Stored data

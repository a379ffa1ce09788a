//! Core identifiers for the record store
//!
//! Partition names are derived, never chosen by callers: the same pair of
//! participants always maps to the same bilateral partition regardless of
//! which side asks.

use serde::{Deserialize, Serialize};
use std::fmt;

/// Participant identifier (membership service id of a bank or the clearinghouse)
#[derive(Debug, Clone, PartialEq, Eq, PartialOrd, Ord, Hash, Serialize, Deserialize)]
#[serde(transparent)]
pub struct ParticipantId(String);

impl ParticipantId {
    /// Create new participant ID
    pub fn new(id: impl Into<String>) -> Self {
        Self(id.into())
    }

    /// Get as string
    pub fn as_str(&self) -> &str {
        &self.0
    }
}

impl fmt::Display for ParticipantId {
    fn fmt(&self, f: &mut fmt::Formatter<'_>) -> fmt::Result {
        write!(f, "{}", self.0)
    }
}

impl From<&str> for ParticipantId {
    fn from(id: &str) -> Self {
        Self::new(id)
    }
}

/// Currency code carried on every payment record
#[derive(Debug, Clone, PartialEq, Eq, Hash, Serialize, Deserialize)]
#[serde(transparent)]
pub struct Currency(String);

impl Currency {
    /// Create from code
    pub fn new(code: impl Into<String>) -> Self {
        Self(code.into())
    }

    /// The central-bank digital currency settled by the network
    pub fn enaira() -> Self {
        Self::new("eNaira")
    }

    /// Currency code
    pub fn code(&self) -> &str {
        &self.0
    }
}

impl Default for Currency {
    fn default() -> Self {
        Self::enaira()
    }
}

impl fmt::Display for Currency {
    fn fmt(&self, f: &mut fmt::Formatter<'_>) -> fmt::Result {
        write!(f, "{}", self.0)
    }
}

/// Name of a confidential partition
#[derive(Debug, Clone, PartialEq, Eq, PartialOrd, Ord, Hash, Serialize, Deserialize)]
#[serde(transparent)]
pub struct PartitionName(String);

impl PartitionName {
    /// Separator between the segments of a partition name
    pub const SEPARATOR: char = '-';

    /// Bilateral partition shared by `a` and `b` (order-insensitive)
    pub fn bilateral(a: &ParticipantId, b: &ParticipantId) -> Self {
        let (lo, hi) = if a <= b { (a, b) } else { (b, a) };
        Self(format!("col-{}-{}", lo, hi))
    }

    /// Settlement-account partition of a single participant
    pub fn settlement(participant: &ParticipantId) -> Self {
        Self(format!("col-settlement-{}", participant))
    }

    /// Public partition holding integrity stubs
    pub fn public() -> Self {
        Self("public".to_string())
    }

    /// Get as string
    pub fn as_str(&self) -> &str {
        &self.0
    }
}

impl fmt::Display for PartitionName {
    fn fmt(&self, f: &mut fmt::Formatter<'_>) -> fmt::Result {
        write!(f, "{}", self.0)
    }
}

#[cfg(test)]
mod tests {
    use super::*;

    #[test]
    fn test_bilateral_partition_is_canonical() {
        let access = ParticipantId::new("AccessBankMSP");
        let gtbank = ParticipantId::new("GTBankMSP");

        let ab = PartitionName::bilateral(&access, &gtbank);
        let ba = PartitionName::bilateral(&gtbank, &access);

        assert_eq!(ab, ba);
        assert_eq!(ab.as_str(), "col-AccessBankMSP-GTBankMSP");
    }

    #[test]
    fn test_settlement_partition() {
        let zenith = ParticipantId::new("ZenithBankMSP");
        assert_eq!(
            PartitionName::settlement(&zenith).as_str(),
            "col-settlement-ZenithBankMSP"
        );
    }

    #[test]
    fn test_participant_ordering_is_lexicographic() {
        // Byte-wise ordering: uppercase sorts before lowercase
        assert!(ParticipantId::new("Zenith") < ParticipantId::new("access"));
        assert!(ParticipantId::new("BankA") < ParticipantId::new("BankB"));
    }

    #[test]
    fn test_default_currency() {
        assert_eq!(Currency::default().code(), "eNaira");
    }
}
//! Core types for settlement engine

use chrono::{DateTime, Utc};
use rust_decimal::Decimal;
use serde::{Deserialize, Serialize};
use std::collections::BTreeMap;
use std::fmt;

pub use ledger_core::types::{Currency, ParticipantId, PartitionName};

/// Batch window identifier: `floor(unix_seconds / window_duration)`
pub type BatchWindowId = i64;

/// Payment lifecycle status
#[derive(Debug, Clone, Copy, PartialEq, Eq, Hash, PartialOrd, Ord, Serialize, Deserialize)]
#[serde(rename_all = "SCREAMING_SNAKE_CASE")]
pub enum PaymentStatus {
    /// Created by the payer
    Pending,
    /// Accepted by the payee
    Acknowledged,
    /// Picked up by the clearinghouse for the current window
    Batched,
    /// Waiting for a later netting pass
    Queued,
    /// Payer side debited, payee credit outstanding
    Debited,
    /// Terminal
    Settled,
}

impl PaymentStatus {
    /// Every status, in lifecycle order
    pub const ALL: [PaymentStatus; 6] = [
        PaymentStatus::Pending,
        PaymentStatus::Acknowledged,
        PaymentStatus::Batched,
        PaymentStatus::Queued,
        PaymentStatus::Debited,
        PaymentStatus::Settled,
    ];

    /// Statuses reachable in one step
    pub fn allowed_transitions(self) -> &'static [PaymentStatus] {
        use PaymentStatus::*;
        match self {
            Pending => &[Acknowledged],
            Acknowledged => &[Batched, Queued],
            Batched => &[Debited, Queued],
            Queued => &[Batched, Settled],
            Debited => &[Settled],
            Settled => &[],
        }
    }

    /// Check a single step against the transition table
    pub fn can_transition_to(self, next: PaymentStatus) -> bool {
        self.allowed_transitions().contains(&next)
    }

    /// Statuses a netting pass may settle directly
    pub fn is_nettable(self) -> bool {
        matches!(self, PaymentStatus::Queued | PaymentStatus::Batched)
    }

    /// No further transitions possible
    pub fn is_terminal(self) -> bool {
        self.allowed_transitions().is_empty()
    }

    /// Wire name
    pub fn as_str(self) -> &'static str {
        match self {
            PaymentStatus::Pending => "PENDING",
            PaymentStatus::Acknowledged => "ACKNOWLEDGED",
            PaymentStatus::Batched => "BATCHED",
            PaymentStatus::Queued => "QUEUED",
            PaymentStatus::Debited => "DEBITED",
            PaymentStatus::Settled => "SETTLED",
        }
    }
}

__TASK ITEM__
Take from the entries every line that has the string "code".

__ANSWER AREA__
/// Currency code carried on every payment record
    /// Create from code
    pub fn new(code: impl Into<String>) -> Self {
        Self(code.into())
    /// Currency code
    pub fn code(&self) -> &str {
        assert_eq!(Currency::default().code(), "eNaira");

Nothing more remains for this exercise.